WORK ORDER: Work out how many lines of the records hold the string "payload", and reply with that number alone.

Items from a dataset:
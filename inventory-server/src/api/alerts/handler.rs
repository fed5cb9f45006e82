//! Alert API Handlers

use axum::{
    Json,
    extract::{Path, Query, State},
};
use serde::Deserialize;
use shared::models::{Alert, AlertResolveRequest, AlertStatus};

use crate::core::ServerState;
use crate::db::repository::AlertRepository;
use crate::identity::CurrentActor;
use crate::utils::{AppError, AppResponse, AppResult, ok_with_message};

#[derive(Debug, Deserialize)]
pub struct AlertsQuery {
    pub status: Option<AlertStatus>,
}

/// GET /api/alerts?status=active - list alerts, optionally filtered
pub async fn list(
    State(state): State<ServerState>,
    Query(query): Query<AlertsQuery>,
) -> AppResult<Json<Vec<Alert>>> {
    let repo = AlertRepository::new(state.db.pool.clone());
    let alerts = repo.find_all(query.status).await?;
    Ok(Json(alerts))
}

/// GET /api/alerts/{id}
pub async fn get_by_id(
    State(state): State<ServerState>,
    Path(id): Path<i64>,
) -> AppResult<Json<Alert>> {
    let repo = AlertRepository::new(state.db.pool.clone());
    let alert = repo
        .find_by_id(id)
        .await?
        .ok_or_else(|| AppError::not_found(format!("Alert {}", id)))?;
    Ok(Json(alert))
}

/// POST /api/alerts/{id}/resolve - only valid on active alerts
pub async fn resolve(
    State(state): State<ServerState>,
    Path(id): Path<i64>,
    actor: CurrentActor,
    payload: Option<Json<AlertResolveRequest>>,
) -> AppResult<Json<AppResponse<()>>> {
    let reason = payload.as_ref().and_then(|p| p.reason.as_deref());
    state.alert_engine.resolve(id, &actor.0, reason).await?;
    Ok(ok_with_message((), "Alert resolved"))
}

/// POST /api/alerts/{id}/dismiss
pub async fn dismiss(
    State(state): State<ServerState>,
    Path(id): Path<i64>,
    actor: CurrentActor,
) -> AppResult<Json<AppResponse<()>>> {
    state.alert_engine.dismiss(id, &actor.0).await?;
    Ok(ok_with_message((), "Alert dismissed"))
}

...

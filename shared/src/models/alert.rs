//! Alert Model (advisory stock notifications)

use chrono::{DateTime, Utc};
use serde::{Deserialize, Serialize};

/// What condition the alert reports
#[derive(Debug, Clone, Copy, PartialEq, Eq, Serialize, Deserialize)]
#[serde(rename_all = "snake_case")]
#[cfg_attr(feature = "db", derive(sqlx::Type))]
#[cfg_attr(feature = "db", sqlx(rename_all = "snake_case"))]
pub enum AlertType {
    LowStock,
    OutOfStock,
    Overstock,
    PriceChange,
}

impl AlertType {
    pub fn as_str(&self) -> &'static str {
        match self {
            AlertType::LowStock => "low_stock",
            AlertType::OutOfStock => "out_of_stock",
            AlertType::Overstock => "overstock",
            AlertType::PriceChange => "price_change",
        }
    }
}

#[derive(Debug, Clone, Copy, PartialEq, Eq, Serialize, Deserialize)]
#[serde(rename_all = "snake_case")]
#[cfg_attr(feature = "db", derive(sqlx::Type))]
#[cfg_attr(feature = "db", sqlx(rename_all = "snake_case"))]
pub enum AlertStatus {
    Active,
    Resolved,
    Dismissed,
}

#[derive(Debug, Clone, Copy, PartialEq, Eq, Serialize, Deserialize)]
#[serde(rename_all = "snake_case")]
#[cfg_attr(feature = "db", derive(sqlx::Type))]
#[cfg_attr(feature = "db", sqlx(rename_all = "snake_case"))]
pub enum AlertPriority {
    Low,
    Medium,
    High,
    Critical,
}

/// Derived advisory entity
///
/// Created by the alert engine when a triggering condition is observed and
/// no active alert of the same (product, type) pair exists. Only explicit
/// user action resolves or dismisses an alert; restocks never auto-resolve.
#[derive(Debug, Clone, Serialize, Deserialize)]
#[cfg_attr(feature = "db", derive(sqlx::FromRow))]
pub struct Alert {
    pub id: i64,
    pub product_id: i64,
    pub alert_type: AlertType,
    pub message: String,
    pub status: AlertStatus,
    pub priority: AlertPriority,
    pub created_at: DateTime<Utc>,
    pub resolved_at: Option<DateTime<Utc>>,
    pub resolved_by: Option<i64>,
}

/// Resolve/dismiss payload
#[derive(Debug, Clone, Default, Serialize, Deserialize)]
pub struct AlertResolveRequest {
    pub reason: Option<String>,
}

ANSWER BOX: 3